Oh, dolce ricordo, in quei momenti la mia madre chiaccherona smetteva di blaterare a vanvera e diventava la principessa della narrazione: Orson Wells domestico, Stevenson a buon mercato… mi raccontava le storie della guerra e del passaggio del fronte. In quelle storie i tedeschi erano terribili e per questo li adoravo. Essi esercitavano su di me il fascino dei cattivi delle fiabe. Armati, organizzati, implacabili. Come potevo non ammirarli? La mia anima nera di monello si inebriava di quei racconti e sarebbero occorsi ancora decenni perché le cose tornassero a posto nel mio sentire. Eppure, già allora, non mancava nessun elemento per comprenderne la spietatezza. Il racconto che amavo di più non era quello del furto o della requisizione del maiale, né quello di mio zio piccolino che era stato salvato da un medico tedesco. Quello che amavo di più era quello dello speck, anche se a me occorsero anni per comprendere l’equivoco linguistico che lo generò e mia madre non credo abbia mai scoperto cosa quella sera il capitano delle SS cercasse in casa sua. Era entrato irato, urlando: “ Speck! Speck! Ich möchte Speck! Volere Speck!” Mia nonna costernata, aveva detto a mia madre ottenne di correre in camera a prendere lo specchio sopra il cassettone. Lei aveva obbedito di corsa e al suo ritorno aveva dato lo specchio al capitano che, trovandoselo in mano, in preda alla fame e all’ira, glielo aveva spaccato in testa.
Esilerante oggi, grandioso e immensamente crudele allora. Che a farne le spese rischiando di ferirsi mortalmente fosse stata la mia mamma bambina, non scalfiva minimamente la mia ammirazione per la mitica e irragionevole cattiveria teutonica.
Fui il generale di un’esercito grandioso e a buon mercato fino al giorno in cui Stefano, come ho detto il mio migliore amico e compagno in quel benedetto e splendente eldorado che ha la ventura di essere talvolta l’infanzia, non si presentò con una scatola di soldatini Atlantic dell’esercito tedesco finemente cesellati in plastica di prima qualità. Mi avvidi subito quando li dispose in formazione che differivano dai miei per più di un particolare. E non era solo una questione di rifiniture e di prezzo: le uniformi, le cartuccere, i mitra, gli elmetti erano proprio diversi.
Guardai la scatola finemente illustrata con indicazioni storiche, data, bandiera: Pattuglia della Wermach, esercito tedesco, 1943-1945. La bocca mi si asciugò istantaneamente e quasi tremante ne raccolsi uno confrontandolo con uno dei miei molto più grezzi e approssimativi e… com’ho detto, molto diversi.

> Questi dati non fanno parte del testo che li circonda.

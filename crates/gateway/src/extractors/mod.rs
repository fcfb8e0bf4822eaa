//! Request extractors.

mod validated_json;

pub use validated_json::{JsonBody, ValidatedJson};
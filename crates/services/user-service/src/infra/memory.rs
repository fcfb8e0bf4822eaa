//! In-memory key/value store.

use std::collections::HashMap;

use async_trait::async_trait;
use serde_json::Value;
use tokio::sync::RwLock;

use super::store::{KeyValueStore, StoreError, StoreResult};

/// One named partition of the store.
#[derive(Debug, Default)]
struct Collection {
    entries: HashMap<String, Value>,
    /// Keys in insertion order
    order: Vec<String>,
}

impl Collection {
    fn values(&self) -> Vec<Value> {
        self.order
            .iter()
            .filter_map(|key| self.entries.get(key).cloned())
            .collect()
    }

    fn remove(&mut self, key: &str) -> Option<Value> {
        let value = self.entries.remove(key)?;
        self.order.retain(|k| k != key);
        Some(value)
    }
}

/// Process-local store with a fixed set of collections.
///
/// Every collection has its own lock, held for exactly one call. Two
/// logically concurrent sequences against the same key interleave at call
/// granularity and the last write wins.
#[derive(Debug)]
pub struct MemoryStore {
    names: Vec<String>,
    collections: HashMap<String, RwLock<Collection>>,
}

impl MemoryStore {
    /// Create a store holding exactly the given collections.
    pub fn new<I, S>(collections: I) -> Self
    where
        I: IntoIterator<Item = S>,
        S: Into<String>,
    {
        let mut names = Vec::new();
        let mut map = HashMap::new();
        for name in collections {
            let name = name.into();
            if map.contains_key(&name) {
                continue;
            }
            map.insert(name.clone(), RwLock::new(Collection::default()));
            names.push(name);
        }

        tracing::debug!(collections = ?names, "Memory store initialized");
        Self {
            names,
            collections: map,
        }
    }

    fn collection(&self, name: &str) -> StoreResult<&RwLock<Collection>> {
        self.collections
            .get(name)
            .ok_or_else(|| StoreError::CollectionNotFound(name.to_string()))
    }
}

#[async_trait]
impl KeyValueStore for MemoryStore {
    async fn create(&self, collection: &str, key: &str, data: Value) -> StoreResult<Value> {
        let mut guard = self.collection(collection)?.write().await;
        if guard.entries.contains_key(key) {
            return Err(StoreError::key_already_exists(collection, key));
        }

        guard.entries.insert(key.to_string(), data.clone());
        guard.order.push(key.to_string());
        tracing::debug!(collection, key, "Created");
        Ok(data)
    }

    async fn read(&self, collection: &str, key: &str) -> StoreResult<Value> {
        let guard = self.collection(collection)?.read().await;
        guard
            .entries
            .get(key)
            .cloned()
            .ok_or_else(|| StoreError::key_not_found(collection, key))
    }

    async fn read_all(&self, collection: &str) -> StoreResult<Vec<Value>> {
        let guard = self.collection(collection)?.read().await;
        Ok(guard.values())
    }

    async fn update(&self, collection: &str, key: &str, data: Value) -> StoreResult<Value> {
        let mut guard = self.collection(collection)?.write().await;
        let slot = guard
            .entries
            .get_mut(key)
            .ok_or_else(|| StoreError::key_not_found(collection, key))?;

        *slot = data.clone();
        tracing::debug!(collection, key, "Updated");
        Ok(data)
    }

    async fn delete(&self, collection: &str, key: &str) -> StoreResult<Value> {
        let mut guard = self.collection(collection)?.write().await;
        let value = guard
            .remove(key)
            .ok_or_else(|| StoreError::key_not_found(collection, key))?;

        tracing::debug!(collection, key, "Deleted");
        Ok(value)
    }

    fn collections(&self) -> Vec<String> {
        self.names.clone()
    }

    async fn dump(&self) -> String {
        let mut lines = Vec::new();
        for name in &self.names {
            lines.push(format!("Collection: {}", name));
            if let Some(lock) = self.collections.get(name) {
                let guard = lock.read().await;
                for key in &guard.order {
                    if let Some(value) = guard.entries.get(key) {
                        lines.push(format!("{}[{}] = {}", name, key, value));
                    }
                }
            }
        }
        serde_json::to_string(&lines).unwrap_or_default()
    }
}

Era una domenica mattina, mio padre che la guerra l’aveva quasi fatta e i tedeschi li conosceva bene per averci avuto a che fare dopo lo sbandamento, sedeva a tavola sonnecchiando con la grande testa poggiata in avanti sul tavolo. Non avevamo divani o poltrone allora. Lo riscossi: “Babbo, che soldatino è questo, di che esercito è?” gli domandai passandogli il soldatino di Stefano. Lo guardò a lungo, attentamente. Poi mi disse: “Questo è un tedesco, non v’è dubbio, erano proprio così. Uniforme, elmetto con la piega, pistolmachine, questi mitra, erano proprio così i tedeschi!”.
Per poco non caddi svenuto ai suoi piedi. Sperando che non fossero davvero stati proprio tutti così, gli passai il mio soldatino. L’esaminò con attenzione, poi disse: “Non so, certo non è un tedesco, lo vedi anche tu. Esercito italiano direi, forse americano!”

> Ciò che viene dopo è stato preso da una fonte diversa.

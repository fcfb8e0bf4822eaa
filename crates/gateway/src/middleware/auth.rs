//! Bearer-token authorization stub.
//!
//! Compares the presented token with the configured `API_TOKEN`; there is no
//! per-user identity.

use axum::{
    body::Body,
    extract::State,
    http::{header::AUTHORIZATION, Request},
    middleware::Next,
    response::Response,
};

use common::{AppError, AppResult};

use crate::state::AppState;

const BEARER_PREFIX: &str = "Bearer ";

/// Reject requests whose bearer token does not match the configured one.
pub async fn auth_middleware(
    State(state): State<AppState>,
    request: Request<Body>,
    next: Next,
) -> Result<Response, AppError> {
    let token = extract_token(&request)?;
    let authorized = matches!(state.config.api_token.as_deref(), Some(expected) if expected == token);

    if !authorized {
        return Err(AppError::Unauthorized);
    }
    Ok(next.run(request).await)
}

/// Extract bearer token from Authorization header.
fn extract_token(request: &Request<Body>) -> AppResult<&str> {
    request
        .headers()
        .get(AUTHORIZATION)
        .and_then(|h| h.to_str().ok())
        .and_then(|h| h.strip_prefix(BEARER_PREFIX))
        .ok_or(AppError::Unauthorized)
}
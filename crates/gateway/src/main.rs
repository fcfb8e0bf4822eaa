//! API Gateway - HTTP REST API for users and accounts.

use clap::{Parser, Subcommand};
use tracing_subscriber::{layer::SubscriberExt, util::SubscriberInitExt};

use common::StoreConfig;
use gateway_lib::config::GatewayConfig;

#[derive(Parser)]
#[command(name = "gateway")]
#[command(about = "HTTP API for users and their accounts")]
struct Cli {
    #[command(subcommand)]
    command: Commands,
}

#[derive(Subcommand)]
enum Commands {
    /// Start the HTTP server
    Serve {
        #[arg(long, env = "GATEWAY_HOST", default_value = "0.0.0.0")]
        host: String,
        #[arg(long, env = "GATEWAY_PORT", default_value = "3000")]
        port: u16,
    },
}

#[tokio::main]
async fn main() -> Result<(), Box<dyn std::error::Error>> {
    // Load environment variables
    dotenvy::dotenv().ok();

    // Initialize tracing
    tracing_subscriber::registry()
        .with(
            tracing_subscriber::EnvFilter::try_from_default_env()
                .unwrap_or_else(|_| "info,tower_http=debug".into()),
        )
        .with(tracing_subscriber::fmt::layer())
        .init();

    let cli = Cli::parse();

    match cli.command {
        Commands::Serve { host, port } => {
            let config = GatewayConfig {
                host,
                port,
                ..GatewayConfig::from_env()
            };
            gateway_lib::run_server(config, StoreConfig::from_env()).await?;
        }
    }

    Ok(())
}
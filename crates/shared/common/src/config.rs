//! Shared configuration structures.

use std::env;

use domain::{ACCOUNT_COLLECTION, USER_COLLECTION};
use serde::{Deserialize, Serialize};

/// Key/value store layout: which collections hold which records.
#[derive(Debug, Clone, PartialEq, Eq, Deserialize, Serialize)]
pub struct StoreConfig {
    /// Collection holding user records
    pub user_collection: String,
    /// Collection holding account records
    pub account_collection: String,
}

impl StoreConfig {
    /// Load configuration from environment variables.
    pub fn from_env() -> Self {
        Self {
            user_collection: env::var("USER_COLLECTION")
                .unwrap_or_else(|_| USER_COLLECTION.to_string()),
            account_collection: env::var("ACCOUNT_COLLECTION")
                .unwrap_or_else(|_| ACCOUNT_COLLECTION.to_string()),
        }
    }

    /// Every collection the store must be initialized with
    pub fn collections(&self) -> Vec<String> {
        vec![self.user_collection.clone(), self.account_collection.clone()]
    }
}

impl Default for StoreConfig {
    fn default() -> Self {
        Self {
            user_collection: USER_COLLECTION.to_string(),
            account_collection: ACCOUNT_COLLECTION.to_string(),
        }
    }
}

Non aveva finito di rispondere e già singhiozzavo, corsi via asciugandomi gli occhi. Stefano, in piedi vicino a me guardò mio padre e allargò le braccia senza capire. Nessuno poteva capire. Bocconi sul mio letto, il volto affondato nel cuscino piangevo di disperazione e giuro che seguitai a piangere per giorni. Il mondo mi era crollato addosso. Possibile che con una parola, centinaia di soldatini tedeschi, di fascisti canaglie e cattivi come piacevano a me, si fossero trasformati in americani o italiani buoni a nulla e mollaccioni? Fu il mio 8 settembre del 1943 e ne soffrii molto. Rammento che lasciai perdere i soldatini per lungo tempo, giocavo solo con i pochi e inequivocabili indiani e cow boy che avevo. Il mio glorioso esercito non era più lo stesso, aveva perso per sempre il fascino donatogli dalla sua supposta crudeltà.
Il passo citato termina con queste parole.